Using the records below, output the stretch that opens with the line containing "let db_path = get_default_db_path();" and closes with the line containing "use crate::engine::effective_checklist;", exactly and including both lines, with nothing more.
*** Opening of DATA TO USE ***
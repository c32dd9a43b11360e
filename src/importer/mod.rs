// ==========================================
// 建筑材料清单系统 - 导入层
// ==========================================
// 职责: 材料报表文本解析 + 上传文件接入
// 红线: 解析器是全函数，任何输入都不报错
// ==========================================

pub mod error;
pub mod file_intake;
pub mod report_parser;

// 重导出
pub use error::ImportError;
pub use file_intake::{file_to_data_url, read_report_text};
pub use report_parser::parse_materials;
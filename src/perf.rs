// ==========================================
// 性能观测: IPC 耗时 + 慢 SQL 日志
// ==========================================
// 开关:
// - Debug 默认开启慢 SQL 探针；Release 默认关闭
// - BUILD_CHECKLIST_PERF_SQL=1 强制开启
// - BUILD_CHECKLIST_SLOW_SQL_MS=50 配置慢 SQL 阈值（毫秒）
// ==========================================

use std::sync::atomic::{AtomicBool, AtomicU64, Ordering};
use std::time::{Duration, Instant};

use rusqlite::Connection;

static PERF_SQL_ENABLED: AtomicBool = AtomicBool::new(false);
static SLOW_SQL_THRESHOLD_MS: AtomicU64 = AtomicU64::new(0);

fn is_true(v: &str) -> bool {
    matches!(
        v.trim().to_lowercase().as_str(),
        "1" | "true" | "yes" | "y" | "on"
    )
}

fn truncate_sql(sql: &str, max_len: usize) -> String {
    let s = sql.trim().replace('\n', " ");
    if s.len() <= max_len {
        return s;
    }
    let cut = s
        .char_indices()
        .take_while(|(i, _)| *i < max_len)
        .last()
        .map(|(i, c)| i + c.len_utf8())
        .unwrap_or(0);
    format!("{}…", &s[..cut])
}

/// 安装 SQLite profile 回调（慢查询日志）
pub fn install_sqlite_tracing(conn: &mut Connection) {
    let enabled = match std::env::var("BUILD_CHECKLIST_PERF_SQL") {
        Ok(v) => is_true(&v),
        Err(_) => cfg!(debug_assertions),
    };

    PERF_SQL_ENABLED.store(enabled, Ordering::Relaxed);

    if !enabled {
        // 显式清理，避免复用连接导致残留 callback
        conn.profile(None);
        return;
    }

    let slow_ms = std::env::var("BUILD_CHECKLIST_SLOW_SQL_MS")
        .ok()
        .and_then(|v| v.trim().parse::<u64>().ok())
        .unwrap_or(if cfg!(debug_assertions) { 50 } else { 200 });
    SLOW_SQL_THRESHOLD_MS.store(slow_ms, Ordering::Relaxed);

    conn.profile(Some(sql_profile_callback));
}

fn sql_profile_callback(sql: &str, duration: Duration) {
    if !PERF_SQL_ENABLED.load(Ordering::Relaxed) {
        return;
    }

    let ms = duration.as_millis() as u64;
    let threshold = SLOW_SQL_THRESHOLD_MS.load(Ordering::Relaxed);
    if threshold > 0 && ms >= threshold {
        tracing::warn!(
            target: "slow_sql",
            duration_ms = ms,
            sql = %truncate_sql(sql, 420),
            "slow sql"
        );
    }
}

/// 性能统计 Guard：记录操作耗时
///
/// 使用方式：
/// ```ignore
/// let _perf = build_checklist::perf::PerfGuard::new("ipc.open_checklist");
/// // do work...
/// ```
pub struct PerfGuard {
    op: &'static str,
    start: Instant,
}

impl PerfGuard {
    pub fn new(op: &'static str) -> Self {
        Self {
            op,
            start: Instant::now(),
        }
    }
}

impl Drop for PerfGuard {
    fn drop(&mut self) {
        tracing::info!(
            target: "perf",
            op = self.op,
            elapsed_ms = self.start.elapsed().as_millis() as u64,
            "done"
        );
    }
}
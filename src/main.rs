// ==========================================
// 建筑材料清单系统 - Tauri 主入口
// ==========================================
// 技术栈: Tauri + Rust + SQLite
// ==========================================

// 禁止控制台窗口 (Windows)
#![cfg_attr(not(debug_assertions), windows_subsystem = "windows")]

#[cfg(feature = "tauri-app")]
fn main() {
    use build_checklist::app::tauri_commands::*;
    use build_checklist::app::{get_default_db_path, AppState};

    // 初始化日志系统
    build_checklist::logging::init();

    tracing::info!("==================================================");
    tracing::info!("{}", build_checklist::APP_NAME);
    tracing::info!("系统版本: {}", build_checklist::VERSION);
    tracing::info!("==================================================");

    // 获取数据库路径
    let db_path = get_default_db_path();
    tracing::info!("使用数据库: {}", db_path);

    // 创建AppState
    let app_state = AppState::new(db_path).expect("无法初始化AppState");
    tracing::info!("AppState初始化成功");

    // 启动Tauri应用
    tauri::Builder::default()
        .manage(app_state)
        .invoke_handler(tauri::generate_handler![
            // 建筑相关命令
            create_building,
            list_buildings,
            get_building,
            // 清单相关命令
            open_checklist,
            toggle_gathered,
            update_gathered_by,
            // 语言设置命令
            get_app_locale,
            set_app_locale,
        ])
        .run(tauri::generate_context!())
        .expect("启动Tauri应用失败");

    tracing::info!("Tauri应用已退出");
}

#[cfg(not(feature = "tauri-app"))]
fn main() {
    println!("==================================================");
    println!("{}", build_checklist::APP_NAME);
    println!("系统版本: {}", build_checklist::VERSION);
    println!("==================================================");
    println!();
    println!("此可执行文件需要启用 tauri-app 特性");
    println!("使用: cargo run --features tauri-app");
    println!();
    println!("或者使用库模式:");
    println!("use build_checklist::app::AppState;");
}
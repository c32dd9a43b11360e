// ==========================================
// BuildingApi - 建筑业务接口
// ==========================================
// 职责: 建筑注册校验、报表解析调度、有效清单计算、清单整体保存
// ==========================================

use std::sync::Arc;

use crate::api::checklist_saver::ChecklistStore;
use crate::api::error::{ApiError, ApiResult};
use crate::domain::{Building, ChecklistRow, Coordinates, NewBuilding};
use crate::engine::effective_checklist;
use crate::importer::parse_materials;
use crate::repository::BuildingRepository;

/// 建筑创建请求（报表以原始文本传入，解析在本层完成）
#[derive(Debug, Clone)]
pub struct CreateBuildingRequest {
    pub name: String,
    pub x: String,
    pub y: String,
    pub z: String,
    pub schematic_file_name: String,
    pub materials_file_name: String,
    pub materials_text: String,
    pub screenshot_data_url: Option<String>,
}

/// 建筑API
pub struct BuildingApi {
    repo: Arc<BuildingRepository>,
}

impl BuildingApi {
    /// 创建新的 BuildingApi 实例
    pub fn new(repo: Arc<BuildingRepository>) -> Self {
        Self { repo }
    }

    /// 注册建筑
    ///
    /// 必填字段校验（名称/三维坐标/两个文件名），
    /// 解析材料报表后落库。报表解析不出任何行不算失败 ——
    /// 空材料列表是合法结果，由展示层提示。
    pub fn create_building(&self, request: CreateBuildingRequest) -> ApiResult<Building> {
        let name = request.name.trim().to_string();
        let x = request.x.trim().to_string();
        let y = request.y.trim().to_string();
        let z = request.z.trim().to_string();

        if name.is_empty() || x.is_empty() || y.is_empty() || z.is_empty() {
            return Err(ApiError::InvalidInput("名称与坐标均为必填项".to_string()));
        }
        if request.schematic_file_name.trim().is_empty()
            || request.materials_file_name.trim().is_empty()
        {
            return Err(ApiError::InvalidInput(
                "原理图与材料报表文件均为必填项".to_string(),
            ));
        }

        let materials = parse_materials(&request.materials_text);
        tracing::info!(
            name = %name,
            material_rows = materials.len(),
            "材料报表解析完成"
        );

        let record = self.repo.create(NewBuilding {
            name,
            coordinates: Coordinates { x, y, z },
            schematic_file_name: request.schematic_file_name.trim().to_string(),
            materials_file_name: request.materials_file_name.trim().to_string(),
            screenshot_data_url: request.screenshot_data_url,
            materials,
        })?;

        Ok(record)
    }

    /// 按 id 查询建筑
    pub fn get_building(&self, id: &str) -> ApiResult<Option<Building>> {
        Ok(self.repo.get(id)?)
    }

    /// 列出全部建筑
    pub fn list_buildings(&self) -> ApiResult<Vec<Building>> {
        Ok(self.repo.list()?)
    }

    /// 计算建筑的有效清单（不落库）
    ///
    /// 已存非空快照原样返回；否则按材料列表派生默认清单。
    /// 首次查看派生的默认清单不触发写入 —— 只有用户编辑才会保存。
    pub fn get_checklist(&self, id: &str) -> ApiResult<Vec<ChecklistRow>> {
        let building = self
            .repo
            .get(id)?
            .ok_or_else(|| ApiError::NotFound(format!("Building id={}", id)))?;

        Ok(effective_checklist(
            &building.materials,
            building.checklist.as_deref(),
        ))
    }
}

// 去抖写入器调用的保存边界：清单快照整体替换
impl ChecklistStore for BuildingApi {
    fn save_checklist(&self, building_id: &str, rows: &[ChecklistRow]) -> ApiResult<Building> {
        Ok(self.repo.update_checklist(building_id, rows)?)
    }
}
*** Close of DATA TO USE ***
RESPONSE TO THIS TASK:
    let db_path = get_default_db_path();
    tracing::info!("使用数据库: {}", db_path);

    // 创建AppState
    let app_state = AppState::new(db_path).expect("无法初始化AppState");
    tracing::info!("AppState初始化成功");

    // 启动Tauri应用
    tauri::Builder::default()
        .manage(app_state)
        .invoke_handler(tauri::generate_handler![
            // 建筑相关命令
            create_building,
            list_buildings,
            get_building,
            // 清单相关命令
            open_checklist,
            toggle_gathered,
            update_gathered_by,
            // 语言设置命令
            get_app_locale,
            set_app_locale,
        ])
        .run(tauri::generate_context!())
        .expect("启动Tauri应用失败");

    tracing::info!("Tauri应用已退出");
}

#[cfg(not(feature = "tauri-app"))]
fn main() {
    println!("==================================================");
    println!("{}", build_checklist::APP_NAME);
    println!("系统版本: {}", build_checklist::VERSION);
    println!("==================================================");
    println!();
    println!("此可执行文件需要启用 tauri-app 特性");
    println!("使用: cargo run --features tauri-app");
    println!();
    println!("或者使用库模式:");
    println!("use build_checklist::app::AppState;");
}
repository c32dd9a43b11360e
// ==========================================
// BuildingApi - 建筑业务接口
// ==========================================
// 职责: 建筑注册校验、报表解析调度、有效清单计算、清单整体保存
// ==========================================

use std::sync::Arc;

use crate::api::checklist_saver::ChecklistStore;
use crate::api::error::{ApiError, ApiResult};
use crate::domain::{Building, ChecklistRow, Coordinates, NewBuilding};
use crate::engine::effective_checklist;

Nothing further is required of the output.